Diagnosed aspie with an NT alter-ego.
In a lot of western cultures 12 is an important age, as a divider between childhood and puberty. Also a more grown-up attitude is expected. Probably you do not show that behaviour and they think you are worse than before. Like leejosepho said the expectations are the first problem. Puberty can cause a change, but that is difficult to determine.
Also the reactions of people are difficult. When a lot of people say I behave in a poor way, I 'freeze up' and my autistic behaviour actually gets worse.
CockneyRebel
Veteran
Joined: 17 Jul 2004
Age: 51
Gender: Male
Posts: 121,205
Location: In my own little country
I wouldn't say they're suddenly spontaneously worse; it sounds like they've been "planning" this for a very long time.

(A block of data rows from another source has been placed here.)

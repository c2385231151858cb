//! Exact-node-count perft fixtures: move generation and make/unmake
//! correctness checked against the standard reference node counts for each
//! seed position.

use ventoux::perft::perft;
use ventoux::position::Position;

fn init() {
    ventoux::attacks::init();
    ventoux::zobrist::init();
}

fn check(fen: &str, depth: u32, expected: u64) {
    init();
    let mut pos = Position::from_fen(fen).unwrap();
    assert_eq!(perft(&mut pos, depth), expected, "perft({depth}) mismatch for {fen}");
}

#[test]
fn startpos_depth_5() {
    check("rnbqkbnr/pppppppp/8/8/8/8/PPPPPPPP/RNBQKBNR w KQkq - 0 1", 5, 4_865_609);
}

#[test]
fn kiwipete_depth_4() {
    check("r3k2r/p1ppqpb1/bn2pnp1/3PN3/1p2P3/2N2Q1p/PPPBBPPP/R3K2R w KQkq - 0 1", 4, 4_085_603);
}

#[test]
fn endgame_rook_pawns_depth_5() {
    check("8/2p5/3p4/KP5r/1R3p1k/8/4P1P1/8 w - - 0 1", 5, 674_624);
}

#[test]
fn promotion_heavy_depth_4() {
    check("r3k2r/Pppp1ppp/1b3nbN/nP6/BBP1P3/q4N2/Pp1P2PP/R2Q1RK1 w kq - 0 1", 4, 422_333);
}

#[test]
fn discovered_check_position_depth_4() {
    check("rnbq1k1r/pp1Pbppp/2p5/8/2B5/8/PPP1NnPP/RNBQK2R w KQ - 1 8", 4, 2_103_487);
}

#[test]
fn middlegame_position_depth_4() {
    check("r4rk1/1pp1qppp/p1np1n2/2b1p1B1/2B1P1b1/P1NP1N2/1PP1QPPP/R4RK1 w - - 0 10", 4, 3_894_594);
}

#[test]
fn startpos_depth_1_is_20_root_moves() {
    check("rnbqkbnr/pppppppp/8/8/8/8/PPPPPPPP/RNBQKBNR w KQkq - 0 1", 1, 20);
}
//! Search and move-generation throughput, grounded on the teacher's
//! `benches/engine_benchmarks.rs` criterion harness.

use criterion::{black_box, criterion_group, criterion_main, Criterion};

use ventoux::config::EngineConfig;
use ventoux::engine::Engine;
use ventoux::perft::perft;
use ventoux::position::Position;
use ventoux::timeman::TimeControl;

fn init() {
    ventoux::attacks::init();
    ventoux::zobrist::init();
}

fn bench_perft(c: &mut Criterion) {
    init();
    c.bench_function("perft_startpos_depth_4", |b| {
        b.iter(|| {
            let mut pos = Position::startpos();
            black_box(perft(&mut pos, 4))
        });
    });
}

fn bench_search_depth_6(c: &mut Criterion) {
    init();
    c.bench_function("search_startpos_depth_6", |b| {
        b.iter(|| {
            let mut engine = Engine::new(EngineConfig::default());
            black_box(engine.go(TimeControl::Depth(6)))
        });
    });
}

criterion_group!(benches, bench_perft, bench_search_depth_6);
criterion_main!(benches);
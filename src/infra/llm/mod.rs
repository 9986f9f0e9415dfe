mod env;
mod gemini;
mod groq;
mod prompt_builder;
mod provider;
pub mod provider_config;
mod provider_registry;
mod response_parsing;

pub use env::ClientEnvConfig;
pub use gemini::GeminiClient;
pub use groq::GroqClient;
pub use prompt_builder::{PROMPT_RULES, PromptBuilder};
pub use provider::LlmProvider;
pub use provider_config::{AuthStyle, ProviderConfig};
pub use provider_registry::ProviderRegistry;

They're just now showing their "inner douchebags".
BTW, Happy Birthday good sir!
Let me go against what everyone else is saying so far and point out to you that you're entering a tumultuous period. Everyone's a little crazy in their teens. If you're female, you might be having PMS for the first time, which could affect your functioning.
That and they'd be expecting you to "get over" certain things that you won't get over.
Oh, and if your birthday involved a big party, loud, lots of socializing, your batteries may need recharging before you can maintain a previous ability level again.
Lots of potential reasons. Also, it's summer. If you understand school better, or if you're just having a difficult transition into vacation, they may be picking up on that. In that case, give it six weeks.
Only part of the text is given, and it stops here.